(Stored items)
BEGIN
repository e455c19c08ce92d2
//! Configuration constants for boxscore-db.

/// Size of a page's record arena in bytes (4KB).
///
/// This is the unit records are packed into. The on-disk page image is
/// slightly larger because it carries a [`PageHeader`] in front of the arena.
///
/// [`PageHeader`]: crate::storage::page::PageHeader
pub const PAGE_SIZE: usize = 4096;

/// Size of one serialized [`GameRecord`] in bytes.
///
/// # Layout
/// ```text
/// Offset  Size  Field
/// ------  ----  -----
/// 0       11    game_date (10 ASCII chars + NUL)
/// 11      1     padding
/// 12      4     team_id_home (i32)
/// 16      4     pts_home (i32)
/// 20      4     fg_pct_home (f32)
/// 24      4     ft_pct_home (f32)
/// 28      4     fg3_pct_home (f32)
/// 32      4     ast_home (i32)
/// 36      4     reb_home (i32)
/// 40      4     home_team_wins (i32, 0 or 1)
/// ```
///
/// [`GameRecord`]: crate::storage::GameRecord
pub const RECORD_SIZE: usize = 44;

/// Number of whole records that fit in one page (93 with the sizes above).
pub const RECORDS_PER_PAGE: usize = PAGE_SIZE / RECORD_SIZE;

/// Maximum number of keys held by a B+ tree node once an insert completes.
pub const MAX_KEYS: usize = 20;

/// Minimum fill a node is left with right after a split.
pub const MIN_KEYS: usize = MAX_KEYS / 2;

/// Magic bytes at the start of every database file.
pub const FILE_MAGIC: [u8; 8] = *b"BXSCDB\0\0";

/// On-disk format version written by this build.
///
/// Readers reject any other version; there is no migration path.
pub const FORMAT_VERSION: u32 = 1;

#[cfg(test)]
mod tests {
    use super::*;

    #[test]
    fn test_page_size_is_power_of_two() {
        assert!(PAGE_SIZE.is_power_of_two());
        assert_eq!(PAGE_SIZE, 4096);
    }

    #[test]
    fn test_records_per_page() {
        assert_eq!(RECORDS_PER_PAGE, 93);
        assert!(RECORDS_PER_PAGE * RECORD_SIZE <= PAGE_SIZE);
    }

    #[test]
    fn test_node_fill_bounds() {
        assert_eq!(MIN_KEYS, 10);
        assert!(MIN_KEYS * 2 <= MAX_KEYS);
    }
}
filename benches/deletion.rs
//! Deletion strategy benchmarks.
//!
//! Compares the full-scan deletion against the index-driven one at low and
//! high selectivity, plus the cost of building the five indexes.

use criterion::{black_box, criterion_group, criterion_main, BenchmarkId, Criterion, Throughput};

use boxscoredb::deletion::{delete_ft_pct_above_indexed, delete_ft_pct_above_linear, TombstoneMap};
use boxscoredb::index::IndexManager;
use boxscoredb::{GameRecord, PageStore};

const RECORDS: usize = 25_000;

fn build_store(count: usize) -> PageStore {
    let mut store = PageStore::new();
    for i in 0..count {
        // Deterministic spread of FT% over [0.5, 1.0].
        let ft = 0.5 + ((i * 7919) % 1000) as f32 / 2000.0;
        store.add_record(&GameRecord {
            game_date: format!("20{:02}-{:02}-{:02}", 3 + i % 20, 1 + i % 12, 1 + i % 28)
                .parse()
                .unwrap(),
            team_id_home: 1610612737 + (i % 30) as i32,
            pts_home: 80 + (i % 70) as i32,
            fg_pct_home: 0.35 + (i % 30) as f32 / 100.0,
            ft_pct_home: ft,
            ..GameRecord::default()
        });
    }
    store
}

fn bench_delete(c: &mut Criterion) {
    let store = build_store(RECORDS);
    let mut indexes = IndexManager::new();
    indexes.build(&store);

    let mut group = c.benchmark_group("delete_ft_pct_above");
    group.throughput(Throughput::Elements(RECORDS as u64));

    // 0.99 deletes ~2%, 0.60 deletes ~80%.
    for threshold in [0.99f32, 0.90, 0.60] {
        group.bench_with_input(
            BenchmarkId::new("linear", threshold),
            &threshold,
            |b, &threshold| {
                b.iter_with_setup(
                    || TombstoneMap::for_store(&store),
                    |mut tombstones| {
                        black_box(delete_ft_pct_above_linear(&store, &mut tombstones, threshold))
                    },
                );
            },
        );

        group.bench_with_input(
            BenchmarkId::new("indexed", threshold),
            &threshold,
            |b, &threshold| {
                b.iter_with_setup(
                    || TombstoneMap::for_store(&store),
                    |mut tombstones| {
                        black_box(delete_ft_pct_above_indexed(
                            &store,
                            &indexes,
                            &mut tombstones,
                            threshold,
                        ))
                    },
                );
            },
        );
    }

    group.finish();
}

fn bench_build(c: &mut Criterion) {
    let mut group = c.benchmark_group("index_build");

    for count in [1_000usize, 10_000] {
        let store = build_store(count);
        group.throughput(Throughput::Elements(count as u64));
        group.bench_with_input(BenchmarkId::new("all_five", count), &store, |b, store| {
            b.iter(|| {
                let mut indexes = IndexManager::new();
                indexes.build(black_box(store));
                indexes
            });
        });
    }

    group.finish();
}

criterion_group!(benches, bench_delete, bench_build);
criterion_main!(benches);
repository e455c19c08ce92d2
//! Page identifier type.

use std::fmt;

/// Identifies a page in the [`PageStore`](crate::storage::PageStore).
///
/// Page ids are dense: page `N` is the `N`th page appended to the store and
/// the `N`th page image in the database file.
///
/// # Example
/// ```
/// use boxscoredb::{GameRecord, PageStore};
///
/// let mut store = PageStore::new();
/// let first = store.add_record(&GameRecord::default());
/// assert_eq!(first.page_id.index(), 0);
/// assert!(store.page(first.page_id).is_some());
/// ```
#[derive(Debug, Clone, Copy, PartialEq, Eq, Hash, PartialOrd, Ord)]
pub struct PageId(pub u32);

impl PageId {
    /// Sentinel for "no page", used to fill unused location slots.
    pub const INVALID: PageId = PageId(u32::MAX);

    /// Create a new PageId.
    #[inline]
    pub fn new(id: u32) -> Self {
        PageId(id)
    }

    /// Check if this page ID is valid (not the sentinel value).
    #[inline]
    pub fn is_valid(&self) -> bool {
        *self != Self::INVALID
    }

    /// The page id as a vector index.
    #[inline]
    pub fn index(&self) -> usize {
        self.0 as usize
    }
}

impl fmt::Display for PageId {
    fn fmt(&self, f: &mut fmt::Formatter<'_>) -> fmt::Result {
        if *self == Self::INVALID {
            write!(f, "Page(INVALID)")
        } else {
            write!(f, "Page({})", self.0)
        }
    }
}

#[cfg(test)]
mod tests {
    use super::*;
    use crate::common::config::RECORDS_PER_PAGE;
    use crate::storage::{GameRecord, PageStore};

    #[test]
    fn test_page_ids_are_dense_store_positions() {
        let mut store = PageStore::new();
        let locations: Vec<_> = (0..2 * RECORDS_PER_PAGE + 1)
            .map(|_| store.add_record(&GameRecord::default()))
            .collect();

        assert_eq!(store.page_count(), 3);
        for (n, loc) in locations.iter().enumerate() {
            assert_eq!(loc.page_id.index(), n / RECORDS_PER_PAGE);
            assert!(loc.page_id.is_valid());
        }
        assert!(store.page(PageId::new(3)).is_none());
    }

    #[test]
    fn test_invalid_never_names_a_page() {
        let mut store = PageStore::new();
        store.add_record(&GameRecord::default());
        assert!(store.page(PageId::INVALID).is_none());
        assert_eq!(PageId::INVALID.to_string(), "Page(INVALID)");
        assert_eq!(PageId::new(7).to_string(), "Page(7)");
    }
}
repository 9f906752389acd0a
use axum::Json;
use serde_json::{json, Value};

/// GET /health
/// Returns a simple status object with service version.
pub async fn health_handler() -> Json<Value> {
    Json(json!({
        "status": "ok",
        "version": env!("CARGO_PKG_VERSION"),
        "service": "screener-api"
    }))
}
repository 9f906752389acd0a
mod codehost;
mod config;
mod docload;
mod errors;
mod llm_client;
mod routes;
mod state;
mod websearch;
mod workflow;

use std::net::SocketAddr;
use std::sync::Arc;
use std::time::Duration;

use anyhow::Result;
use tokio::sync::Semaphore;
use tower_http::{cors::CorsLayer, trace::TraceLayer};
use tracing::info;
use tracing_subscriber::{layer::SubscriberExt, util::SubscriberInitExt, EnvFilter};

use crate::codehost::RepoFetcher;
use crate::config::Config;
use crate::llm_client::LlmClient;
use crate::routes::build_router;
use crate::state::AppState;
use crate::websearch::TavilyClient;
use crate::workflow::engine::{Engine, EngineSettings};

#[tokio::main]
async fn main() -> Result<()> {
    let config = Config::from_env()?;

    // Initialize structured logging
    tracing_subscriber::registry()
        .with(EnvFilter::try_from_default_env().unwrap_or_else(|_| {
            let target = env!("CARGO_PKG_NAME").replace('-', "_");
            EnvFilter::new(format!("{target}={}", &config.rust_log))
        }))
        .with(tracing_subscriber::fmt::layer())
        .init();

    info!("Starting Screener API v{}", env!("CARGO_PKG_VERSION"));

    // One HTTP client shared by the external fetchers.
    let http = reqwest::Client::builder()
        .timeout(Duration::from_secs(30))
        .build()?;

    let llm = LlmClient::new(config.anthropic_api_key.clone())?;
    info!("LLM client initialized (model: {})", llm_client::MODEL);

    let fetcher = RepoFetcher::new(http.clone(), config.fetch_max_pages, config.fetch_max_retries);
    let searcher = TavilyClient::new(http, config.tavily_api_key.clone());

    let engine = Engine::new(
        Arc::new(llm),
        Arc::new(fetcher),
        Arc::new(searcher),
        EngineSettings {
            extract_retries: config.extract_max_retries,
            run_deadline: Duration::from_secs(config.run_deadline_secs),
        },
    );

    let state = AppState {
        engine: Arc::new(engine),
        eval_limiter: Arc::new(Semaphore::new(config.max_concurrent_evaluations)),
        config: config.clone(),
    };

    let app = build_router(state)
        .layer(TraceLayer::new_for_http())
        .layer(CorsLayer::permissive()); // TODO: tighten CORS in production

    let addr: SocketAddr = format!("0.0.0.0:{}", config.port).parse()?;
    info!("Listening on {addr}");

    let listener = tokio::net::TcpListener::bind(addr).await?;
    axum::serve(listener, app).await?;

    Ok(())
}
END
## Task brief
Please give the number of lines above containing "BenchmarkId" and nothing else.

## Result
4